I have re-read this and believe that perhaps my educational philosophy has changed. I will need to look at this again.
When I began teaching secondary school science, the leading educational philosophies consisted of how students learn and how to connect with students. Although, after sixteen years, the generalisation that all students can learn is still applicable, my own development as an educator has shown me that there are four main pillars regarding the profession of teaching. Although I believe that teaching is both an art and a science, these four pillars have guided my practice throughout the years and encouraged me to continue learning and be open to trying new ways of teaching.

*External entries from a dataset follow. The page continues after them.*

//! Factored stochastic transition models and back-projection
//!
//! This crate is the computational core of factored-MDP planning: it
//! represents a transition model over a state described by independent
//! variables ("factors") as one conditional table per variable, and
//! propagates scope-restricted value functions backward through that model
//! without ever materializing the joint state space.
//!
//! It provides:
//! - Factor spaces, scopes (tags), and canonical partial-assignment
//!   enumeration
//! - Owning and borrowing dynamic transition networks with exact
//!   probability queries
//! - Compact per-action networks (default model plus sparse overrides)
//! - Factored-action networks, where each state variable reacts to its own
//!   subset of action variables
//! - The back-projection family: scalar basis functions, additive factored
//!   sums, and their action-augmented matrix counterparts
//!
//! Everything is immutable after construction, pure, and single-threaded;
//! all tables are validated as stochastic matrices when a network is built.

pub mod backprojection;
pub mod basis;
pub mod compact;
pub mod error;
pub mod factored_action;
pub mod matrix;
pub mod network;
pub mod space;

pub use backprojection::{
    back_project, back_project_action, back_project_action_sum, back_project_sum,
};
pub use basis::{BasisFunction, BasisMatrix, FactoredMatrix, FactoredVector};
pub use compact::{CompactNetwork, DiffNode};
pub use error::{Error, Result};
pub use factored_action::{ActionNode, FactoredActionNetwork};
pub use matrix::DenseMatrix;
pub use network::{Node, ROW_SUM_TOLERANCE, TransitionModel, TransitionNetwork, TransitionNetworkRef};
pub use space::{
    DomainIterator, FactorSpace, PartialAssignment, PartialAssignmentRef, Tag, linear_index_full,
    linear_index_partial,
};
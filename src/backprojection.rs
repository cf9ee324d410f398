//! Back-projection: propagating a scope-restricted value function backward
//! through a transition model.
//!
//! Given a model T and a function f over "next" variables, back-projection
//! computes g(x) = Σ_{x'} P(x' | x) · f(x'), where x ranges only over the
//! union of the parent scopes of the variables f depends on, never over the
//! full joint state. The cost of one term is
//! O(|domain(output scope)| · |domain(f's scope)|), independent of the total
//! number of variables; this locality is the entire point of the factored
//! representation.
//!
//! The scalar algorithm is generic over [`TransitionModel`], so it serves
//! the owning network, the borrowing network, and anything a caller builds
//! that exposes the same capability. The action-augmented variants run
//! against a [`FactoredActionNetwork`] and produce one value per
//! (state assignment, action assignment) pair. Additive collections are
//! handled term by term and recombined: back-projection is linear in the
//! value function, so superposition holds exactly.

use crate::basis::{BasisFunction, BasisMatrix, FactoredMatrix, FactoredVector};
use crate::factored_action::FactoredActionNetwork;
use crate::matrix::DenseMatrix;
use crate::network::TransitionModel;
use crate::space::{DomainIterator, FactorSpace, Tag};

/// Back-project one basis function through a transition model.
///
/// The output's tag is the merge of the parent tags of every variable the
/// basis depends on; its values are laid out in that tag's canonical
/// enumeration order, like every other dense array in this crate.
///
/// The output domain is enumerated in the same canonical order used for
/// indexing, so the k-th enumerated assignment lands at slot k: every slot
/// is written exactly once and the buffer needs no zero fill. The inner
/// cursor walks f's scope in lockstep with `basis.values`' layout; children
/// outside that scope are marginalized away inside the partial probability
/// query.
///
/// # Examples
///
/// ```
/// use factored_dbn::{
///     BasisFunction, DenseMatrix, FactorSpace, Node, Tag, TransitionNetwork, back_project,
/// };
///
/// let space = FactorSpace::new(vec![2, 2])?;
/// let network = TransitionNetwork::new(
///     &space,
///     vec![
///         Node {
///             tag: Tag::empty(),
///             table: DenseMatrix::from_rows(vec![vec![0.5, 0.5]])?,
///         },
///         Node {
///             tag: Tag::new(vec![0])?,
///             table: DenseMatrix::from_rows(vec![vec![0.9, 0.1], vec![0.2, 0.8]])?,
///         },
///     ],
/// )?;
///
/// // Expected next-step value of a function of variable 1, as a function of
/// // variable 1's parent (variable 0).
/// let f = BasisFunction::new(&space, Tag::new(vec![1])?, vec![10.0, 20.0])?;
/// let g = back_project(&space, &network, &f);
/// assert_eq!(g.tag.ids(), &[0]);
/// assert_eq!(g.values, vec![0.9 * 10.0 + 0.1 * 20.0, 0.2 * 10.0 + 0.8 * 20.0]);
/// # Ok::<(), factored_dbn::Error>(())
/// ```
pub fn back_project<M: TransitionModel>(
    space: &FactorSpace,
    model: &M,
    basis: &BasisFunction,
) -> BasisFunction {
    let mut tag = Tag::empty();
    for variable in basis.tag.iter() {
        tag = tag.merge(&model.node(variable).tag);
    }

    let mut values = Vec::with_capacity(space.domain_size(&tag));

    let mut domain = DomainIterator::new(space, &tag);
    let mut child_domain = DomainIterator::new(space, &basis.tag);

    while domain.is_valid() {
        let mut accumulated = 0.0;
        let mut i = 0;
        while child_domain.is_valid() {
            accumulated += basis.values[i]
                * model.partial_transition_probability(space, domain.current(), child_domain.current());
            i += 1;
            child_domain.advance();
        }
        values.push(accumulated);

        domain.advance();
        child_domain.reset();
    }

    BasisFunction { tag, values }
}

/// Back-project an additive collection of basis functions.
///
/// Each term is back-projected independently and merged into the result;
/// valid because transition probability is linear in the propagated
/// function.
pub fn back_project_sum<M: TransitionModel>(
    space: &FactorSpace,
    model: &M,
    function: &FactoredVector,
) -> FactoredVector {
    let mut result = FactoredVector::with_capacity(function.bases.len());
    for basis in &function.bases {
        result.plus_equal(back_project(space, model, basis));
    }
    result
}

/// Back-project one basis function through a factored-action network,
/// producing an action-augmented result.
///
/// The output's state tag merges the parent tags of every table of every
/// referenced variable (over all of its action choices); the action tag
/// merges the referenced variables' action tags. One value is produced per
/// (state assignment, action assignment) pair, state outer and action
/// inner, which is exactly row-major order for the result matrix; as in
/// the scalar case, every cell is written exactly once with no zero fill.
pub fn back_project_action(
    space: &FactorSpace,
    actions: &FactorSpace,
    network: &FactoredActionNetwork,
    basis: &BasisFunction,
) -> BasisMatrix {
    let mut tag = Tag::empty();
    let mut action_tag = Tag::empty();
    for variable in basis.tag.iter() {
        let entry = &network[variable];
        action_tag = action_tag.merge(&entry.action_tag);
        for node in &entry.nodes {
            tag = tag.merge(&node.tag);
        }
    }

    let rows = space.domain_size(&tag);
    let cols = actions.domain_size(&action_tag);
    let mut data = Vec::with_capacity(rows * cols);

    let mut state_domain = DomainIterator::new(space, &tag);
    let mut action_domain = DomainIterator::new(actions, &action_tag);
    let mut child_domain = DomainIterator::new(space, &basis.tag);

    while state_domain.is_valid() {
        while action_domain.is_valid() {
            let mut accumulated = 0.0;
            let mut i = 0;
            while child_domain.is_valid() {
                accumulated += basis.values[i]
                    * network.partial_transition_probability(
                        space,
                        actions,
                        state_domain.current(),
                        action_domain.current(),
                        child_domain.current(),
                    );
                i += 1;
                child_domain.advance();
            }
            data.push(accumulated);

            action_domain.advance();
            child_domain.reset();
        }
        state_domain.advance();
        action_domain.reset();
    }

    let values = DenseMatrix::from_raw(rows, cols, data)
        .expect("domain enumeration produces exactly rows * cols values");
    BasisMatrix {
        tag,
        action_tag,
        values,
    }
}

/// Back-project an additive collection through a factored-action network,
/// summing the per-term matrices.
pub fn back_project_action_sum(
    space: &FactorSpace,
    actions: &FactorSpace,
    network: &FactoredActionNetwork,
    function: &FactoredVector,
) -> FactoredMatrix {
    let mut result = FactoredMatrix::with_capacity(function.bases.len());
    for basis in &function.bases {
        result.plus_equal(back_project_action(space, actions, network, basis));
    }
    result
}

The first pillar concerns connectedness with my students. Without deliberate, structured and unstructured opportunities to connect to my students before, during and after class, I would not be able to provide timely and effective educational activities to allow my students to move to a greater understand the concepts as prescribed by the provincial learning outcomes. There is a balance between the public and private aspects of being a responsible adult within a classroom of adolescent learners. Showing empathy and understanding, without losing both the respect and the authority that is required as a teacher is a fine balancing act that requires constant care and growth.
The second pillar is all about understanding the curriculum. Without continually reviewing and refining the curriculum throughout each subject area, I would not be able to address, within my classroom, one of the most important ideas of education: knowing where your students are, where they are going, and how they will get there. The curriculum is a general map that shows the connections between ideas and the basic landscape in front of and behind the learner. By understanding the curriculum at a deep level, I can plan, change and modify lessons as I teach. This gives me more freedom to explore ideas and concepts that connect more strongly to each individual classroom and student.

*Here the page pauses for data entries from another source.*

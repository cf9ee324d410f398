//! Serde round-trips for the model types, and rejection of documents that
//! break their invariants.
//!
//! Networks and basis functions are plain value objects; serializing and
//! deserializing one must give back a structurally identical model that
//! answers every query identically. Deserialization is also a construction
//! path, so it must refuse the same malformed inputs the constructors
//! refuse: tables whose rows are not probability distributions must not be
//! able to enter through a document and then return plausible-looking wrong
//! probabilities.

mod common;

use common::{
    full_assignments, random_action_network, random_basis, random_network, random_space,
};
use factored_dbn::{
    BasisMatrix, CompactNetwork, DiffNode, FactoredActionNetwork, TransitionModel,
    TransitionNetwork, back_project_action,
};
use rand::{SeedableRng, rngs::StdRng};

#[test]
fn transition_network_round_trips_through_json() {
    let mut rng = StdRng::seed_from_u64(59);
    let space = random_space(&mut rng, 4, 3);
    let network = random_network(&mut rng, &space);

    let json = serde_json::to_string(&network).expect("network serializes");
    let restored: TransitionNetwork = serde_json::from_str(&json).expect("network deserializes");

    assert_eq!(network, restored);
    for s in full_assignments(&space).iter().take(8) {
        for s1 in full_assignments(&space).iter().take(8) {
            assert_eq!(
                network.transition_probability(&space, s, s1),
                restored.transition_probability(&space, s, s1),
            );
        }
    }
}

#[test]
fn basis_function_round_trips_through_json() {
    let mut rng = StdRng::seed_from_u64(61);
    let space = random_space(&mut rng, 4, 3);
    let basis = random_basis(&mut rng, &space);

    let json = serde_json::to_string(&basis).expect("basis serializes");
    let restored = serde_json::from_str(&json).expect("basis deserializes");
    assert_eq!(basis, restored);
}

#[test]
fn compact_network_round_trips_through_json() {
    let mut rng = StdRng::seed_from_u64(67);
    let space = random_space(&mut rng, 3, 3);
    let default = random_network(&mut rng, &space);
    let diffs = vec![
        vec![],
        vec![DiffNode {
            id: 1,
            node: default[1].clone(),
        }],
    ];
    let compact = CompactNetwork::new(&space, diffs, default).unwrap();

    let json = serde_json::to_string(&compact).expect("compact network serializes");
    let restored: CompactNetwork = serde_json::from_str(&json).expect("compact deserializes");
    assert_eq!(compact, restored);
}

#[test]
fn factored_action_network_round_trips_through_json() {
    let mut rng = StdRng::seed_from_u64(71);
    let space = random_space(&mut rng, 3, 3);
    let actions = random_space(&mut rng, 2, 3);
    let network = random_action_network(&mut rng, &space, &actions);

    let json = serde_json::to_string(&network).expect("factored-action network serializes");
    let restored: FactoredActionNetwork =
        serde_json::from_str(&json).expect("factored-action network deserializes");

    assert_eq!(network, restored);
    restored
        .validate(&space, &actions)
        .expect("a round-tripped network still satisfies every invariant");
    for s in full_assignments(&space).iter().take(4) {
        for a in full_assignments(&actions).iter().take(4) {
            for s1 in full_assignments(&space).iter().take(4) {
                assert_eq!(
                    network.transition_probability(&space, &actions, s, a, s1),
                    restored.transition_probability(&space, &actions, s, a, s1),
                );
            }
        }
    }
}

#[test]
fn basis_matrix_round_trips_through_json() {
    let mut rng = StdRng::seed_from_u64(73);
    let space = random_space(&mut rng, 3, 2);
    let actions = random_space(&mut rng, 2, 2);
    let network = random_action_network(&mut rng, &space, &actions);
    let basis = random_basis(&mut rng, &space);
    let matrix = back_project_action(&space, &actions, &network, &basis);

    let json = serde_json::to_string(&matrix).expect("basis matrix serializes");
    let restored: BasisMatrix = serde_json::from_str(&json).expect("basis matrix deserializes");
    assert_eq!(matrix, restored);
}

#[test]
fn deserialization_rejects_non_stochastic_rows() {
    // A table row summing to 5 must be refused at the door, exactly as the
    // validating constructor would refuse it.
    let json = r#"{"nodes":[{"tag":[],"table":{"rows":1,"cols":2,"data":[4.0,1.0]}}]}"#;
    let result: Result<TransitionNetwork, _> = serde_json::from_str(json);
    assert!(
        result.is_err(),
        "a non-stochastic table must not deserialize into a network"
    );

    let negative = r#"{"nodes":[{"tag":[],"table":{"rows":1,"cols":2,"data":[1.5,-0.5]}}]}"#;
    let result: Result<TransitionNetwork, _> = serde_json::from_str(negative);
    assert!(
        result.is_err(),
        "a negative probability must not deserialize into a network"
    );
}

#[test]
fn deserialization_rejects_malformed_scopes_and_shapes() {
    // Data length disagreeing with the declared matrix shape.
    let bad_shape = r#"{"nodes":[{"tag":[],"table":{"rows":2,"cols":2,"data":[1.0,0.0]}}]}"#;
    let result: Result<TransitionNetwork, _> = serde_json::from_str(bad_shape);
    assert!(result.is_err(), "shape/data mismatch must be rejected");

    // An unsorted parent scope.
    let bad_tag =
        r#"{"nodes":[{"tag":[1,0],"table":{"rows":4,"cols":2,"data":[1.0,0.0,1.0,0.0,1.0,0.0,1.0,0.0]}}]}"#;
    let result: Result<TransitionNetwork, _> = serde_json::from_str(bad_tag);
    assert!(result.is_err(), "an unsorted tag must be rejected");
}

#[test]
fn deserialization_rejects_tampered_compact_and_action_networks() {
    let mut rng = StdRng::seed_from_u64(79);
    let space = random_space(&mut rng, 3, 2);
    let actions = random_space(&mut rng, 2, 2);

    // An override pointing beyond the default network.
    let default = random_network(&mut rng, &space);
    let compact = CompactNetwork::new(
        &space,
        vec![vec![DiffNode {
            id: 1,
            node: default[1].clone(),
        }]],
        default,
    )
    .unwrap();
    let tampered = serde_json::to_string(&compact)
        .expect("compact network serializes")
        .replace(r#""id":1"#, r#""id":9"#);
    let result: Result<CompactNetwork, _> = serde_json::from_str(&tampered);
    assert!(
        result.is_err(),
        "an out-of-range override id must be rejected"
    );

    // A factored-action table whose rows were corrupted in transit.
    let network = random_action_network(&mut rng, &space, &actions);
    let json = serde_json::to_string(&network).expect("factored-action network serializes");
    let corrupted = json.replacen("0.", "7.", 1);
    let result: Result<FactoredActionNetwork, _> = serde_json::from_str(&corrupted);
    assert!(
        result.is_err(),
        "a corrupted probability entry must be rejected"
    );
}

Thirdly, teaching is intimately connected with assessment. Assessment strategies guide my teaching. Over the past eight years, I have embraced the concepts of Assessment For/Of /As Learning, and thus have changed my concept of student and personal learning. Using Formative Assessment strategies, I believe, is a moral obligation for teaching, as it allows each learner to connect to the material and curriculum at levels that are individually appropriate. I believe that students should be given multiple, varied opportunities to demonstrate their learning throughout the school year, and that these assessments can be both formal and informal. By analysing these assessments, which can occur throughout a lesson, the direction of future lessons can be organised.
Finally, teaching requires both respect for and from the students by the teacher. This respect can be demonstrated in both the language a teacher or student uses in their interactions, physical cues, and the environment of the learning spaces. Respect should never be confused with false connections. Teachers are the authority and the professional in all interactions with the students. Teachers should be aware of varies strategies for classroom and school-wide management techniques that provide the structure and foundation for respect. I believe that if you truly respect your students, they will know this and respond appropriately.
These four pillars of teaching are not the only scaffolding that creates learning environments that welcoming, safe, and challenging. They are only a part of what I bring into the classroom. Teaching requires the classroom environment to be diverse, open to new ideas, messy, but with control and a planned route to navigate through the curriculum. In my classroom, this is evidenced in differentiated instructional practices, formative and summative assessment techniques, and a classroom management plan that respects each student.